この問題は、安倍総理大臣の友人が理事長を務める「加計学園獣医学部」新設問題を巡り、先週、柳瀬元首相秘書官の参考人招致が行われ「3年前、加計学園の関係者と2015年に計3回、官邸で会った」ことを認めながらも、愛媛県や今治市職員の同席には「随行者の中にいたかもしれない」という発言にとどめ「名刺などの記録は残っていない」と答弁した。また、安倍首相に対し「報告したことも指示を受けたことも一切ない」と、総理の関与を否定していた。

柳瀬氏の参考人招致を受け、与党からは「一定の区切りがついた」としていう声があがっているが、野党からは「疑惑は深まった」としている。

番組では、「世論 加計問題『疑惑深まった』74%」と題し、流通経済大学の龍崎教授が、加計問題で国会が紛糾するなか安倍内閣の支持率が40.6%あることに対し「アベノミクスが一定の成果を上げているので、こうした経済の状況が安定していってほしいという、このように考えている人が2割くらいいるのではないか」「安倍総理の元で憲法改正をぜひすすめてほしい。こういう方も1割くらいいるんじゃないか」「こういう底堅い支持の人たちが、この40%(という支持率)を支えていると考えていい」と断言。だがその一方で、龍崎氏は安倍首相の支持率が上昇していることよりも、加計問題を前面に押し出し「今回の(世論)調査で気になるのが、柳瀬さんの参考人招致を受けて『疑惑が深まった』という方が74%もいたということですね」と強調し、「国民は政権から甘く見られているのではないかと。こういうふうに考えるべきだと思いますね」と持論を展開した。

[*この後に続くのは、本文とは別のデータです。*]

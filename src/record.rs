use chrono::NaiveDate;
use serde::Serialize;

/// Placeholder for a schedule date the page did not yield (0001-01-01).
pub fn unset_date() -> NaiveDate {
    NaiveDate::from_ymd_opt(1, 1, 1).unwrap_or(NaiveDate::MIN)
}

/// Short date as printed in the CSV: `YYYY/MM/DD`.
pub fn short_date(date: NaiveDate) -> String {
    date.format("%Y/%m/%d").to_string()
}

#[derive(Debug, Clone, Copy, PartialEq, Eq, Serialize)]
pub struct IpoSchedule {
    pub apply_start: NaiveDate,
    pub apply_end: NaiveDate,
    pub winning_announce: NaiveDate,
}

impl Default for IpoSchedule {
    fn default() -> Self {
        Self {
            apply_start: unset_date(),
            apply_end: unset_date(),
            winning_announce: unset_date(),
        }
    }
}

impl IpoSchedule {
    pub fn is_unset(&self) -> bool {
        *self == Self::default()
    }
}

#[derive(Debug, Clone, PartialEq, Eq, Serialize)]
pub struct IpoRecord {
    pub url: String,
    pub company_name: String,
    pub stock_code: String,
    pub schedule: IpoSchedule,
}

impl IpoRecord {
    /// CSV fields in header order.
    pub fn to_row(&self) -> [String; 5] {
        [
            self.company_name.clone(),
            self.stock_code.clone(),
            short_date(self.schedule.apply_start),
            short_date(self.schedule.apply_end),
            short_date(self.schedule.winning_announce),
        ]
    }
}

// ── Tests ──
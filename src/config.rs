use anyhow::{Context, Result};
use config::{Config, Environment};
use serde::Deserialize;

pub const DEFAULT_SOURCE_URL: &str = "https://www.ipokiso.com/company/index.html";
pub const DEFAULT_BASE_URL: &str = "https://www.ipokiso.com";
const DEFAULT_DELAY_MS: i64 = 1000;
const DEFAULT_TIMEOUT_SECS: i64 = 30;

/// Runtime settings. Defaults are the production site; `IPO_*` env vars override them.
#[derive(Debug, Clone, Deserialize)]
pub struct Settings {
    pub source_url: String,
    pub base_url: String,
    pub delay_ms: u64,
    pub user_agent: String,
    pub timeout_secs: u64,
}

impl Settings {
    pub fn load() -> Result<Self> {
        Self::from_environment(Environment::with_prefix("IPO").try_parsing(true))
    }

    fn from_environment(env: Environment) -> Result<Self> {
        Config::builder()
            .set_default("source_url", DEFAULT_SOURCE_URL)?
            .set_default("base_url", DEFAULT_BASE_URL)?
            .set_default("delay_ms", DEFAULT_DELAY_MS)?
            .set_default("user_agent", default_user_agent())?
            .set_default("timeout_secs", DEFAULT_TIMEOUT_SECS)?
            .add_source(env)
            .build()
            .context("Failed to build settings")?
            .try_deserialize()
            .context("Invalid IPO_* setting")
    }
}

fn default_user_agent() -> String {
    format!("ipo_scraper/{}", env!("CARGO_PKG_VERSION"))
}

// ── Tests ──

#[cfg(test)]
mod tests {
    use std::collections::HashMap;

    use super::*;

    fn env_from(pairs: &[(&str, &str)]) -> Environment {
        let map: HashMap<String, String> = pairs
            .iter()
            .map(|(k, v)| (k.to_string(), v.to_string()))
            .collect();
        Environment::with_prefix("IPO")
            .try_parsing(true)
            .source(Some(map))
    }

    #[test]
    fn defaults_match_production_site() {
        let s = Settings::from_environment(env_from(&[])).unwrap();
        assert_eq!(s.source_url, DEFAULT_SOURCE_URL);
        assert_eq!(s.base_url, "https://www.ipokiso.com");
        assert_eq!(s.delay_ms, 1000);
        assert_eq!(s.timeout_secs, 30);
        assert!(s.user_agent.starts_with("ipo_scraper/"));
    }

    #[test]
    fn env_overrides_defaults() {
        let s = Settings::from_environment(env_from(&[
            ("IPO_SOURCE_URL", "http://127.0.0.1:8080/list.html"),
            ("IPO_DELAY_MS", "0"),
        ]))
        .unwrap();
        assert_eq!(s.source_url, "http://127.0.0.1:8080/list.html");
        assert_eq!(s.delay_ms, 0);
        assert_eq!(s.base_url, DEFAULT_BASE_URL);
    }

    #[test]
    fn non_numeric_delay_is_rejected() {
        let err = Settings::from_environment(env_from(&[("IPO_DELAY_MS", "soon")])).unwrap_err();
        assert!(format!("{:#}", err).contains("Invalid IPO_* setting"));
    }
}
use std::time::{Duration, Instant};

use anyhow::{Context, Result};
use async_trait::async_trait;
use tracing::debug;

use crate::config::Settings;

/// Anything that can hand back the HTML body of a URL.
#[async_trait]
pub trait PageSource {
    async fn fetch_html(&self, url: &str) -> Result<String>;
}

/// Live HTTP source. One client per run so cookies carry across pages.
pub struct Fetcher {
    client: reqwest::Client,
}

impl Fetcher {
    pub fn new(settings: &Settings) -> Result<Self> {
        let client = reqwest::Client::builder()
            .cookie_store(true)
            .user_agent(settings.user_agent.as_str())
            .timeout(Duration::from_secs(settings.timeout_secs))
            .build()
            .context("Failed to build HTTP client")?;
        Ok(Self { client })
    }
}

#[async_trait]
impl PageSource for Fetcher {
    async fn fetch_html(&self, url: &str) -> Result<String> {
        let start = Instant::now();
        let html = self
            .client
            .get(url)
            .send()
            .await
            .and_then(|resp| resp.error_for_status())
            .with_context(|| format!("Failed to fetch {}", url))?
            .text()
            .await
            .with_context(|| format!("Failed to read body of {}", url))?;
        debug!(
            url,
            bytes = html.len(),
            latency_ms = start.elapsed().as_millis() as u64,
            "Fetched page"
        );
        Ok(html)
    }
}
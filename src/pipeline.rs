use std::io::Write;
use std::time::Duration;

use anyhow::Result;
use indicatif::{ProgressBar, ProgressStyle};
use scraper::Html;
use tracing::{debug, info};

use crate::config::Settings;
use crate::fetch::PageSource;
use crate::listing;
use crate::output::CsvOutput;
use crate::parser;
use crate::record::IpoRecord;

/// Run stats returned after completion.
#[derive(Debug, Default, PartialEq, Eq)]
pub struct RunStats {
    pub total: usize,
    pub written: usize,
    pub skipped: usize,
}

/// Fetch the listing page and return the detail-page URLs it links to.
pub async fn discover<S: PageSource + ?Sized>(source: &S, settings: &Settings) -> Result<Vec<String>> {
    info!("Fetching listing page: {}", settings.source_url);
    let html = source.fetch_html(&settings.source_url).await?;
    let urls = listing::extract_detail_urls(&Html::parse_document(&html), &settings.base_url);
    info!("Detail pages found: {}", urls.len());
    Ok(urls)
}

/// Fetch one detail page. `None` when the page has no complete title.
pub async fn fetch_record<S: PageSource + ?Sized>(source: &S, url: &str) -> Result<Option<IpoRecord>> {
    let html = source.fetch_html(url).await?;
    let doc = Html::parse_document(&html);
    Ok(parser::extract_record(&doc, url))
}

/// Header → listing → one detail page at a time, pausing `delay_ms` after each.
/// A fetch error aborts the run; rows already written stay written.
pub async fn run<S, W>(
    source: &S,
    settings: &Settings,
    out: W,
    limit: Option<usize>,
) -> Result<RunStats>
where
    S: PageSource + ?Sized,
    W: Write,
{
    let mut csv = CsvOutput::new(out);
    csv.write_header()?;

    let mut urls = discover(source, settings).await?;
    if let Some(n) = limit {
        urls.truncate(n);
    }

    let delay = Duration::from_millis(settings.delay_ms);
    let mut stats = RunStats {
        total: urls.len(),
        ..Default::default()
    };

    let pb = ProgressBar::new(urls.len() as u64);
    pb.set_style(
        ProgressStyle::default_bar()
            .template("[{elapsed_precise}] {bar:40} {pos}/{len} ({per_sec}, eta {eta})")?
            .progress_chars("=> "),
    );

    for url in &urls {
        match fetch_record(source, url).await? {
            Some(record) => {
                if record.schedule.is_unset() {
                    debug!(url = %url, "No schedule yet, writing unset dates");
                }
                csv.write_record(&record)?;
                stats.written += 1;
            }
            None => stats.skipped += 1,
        }
        pb.inc(1);
        tokio::time::sleep(delay).await;
    }

    pb.finish_and_clear();
    info!(
        "Processed {} pages ({} written, {} skipped)",
        stats.total, stats.written, stats.skipped
    );
    Ok(stats)
}

// ── Tests ──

そして「こうした政権を生んだのも、昨年の選挙で私たち有権者が安倍政権に多数を与えた結果であるとも言える。我々の判断がこういう状況を生んでいるということを、私たちも自覚をしないといけない」と、まるで有権者が悪いというような一方的な論調で、安倍政権の支持者にまで猛省をうながす始末。これを受けて、番組MCの夏目三久もただうなずくだけで、報道の中立性とは、かけ離れた場面をうかがわせた。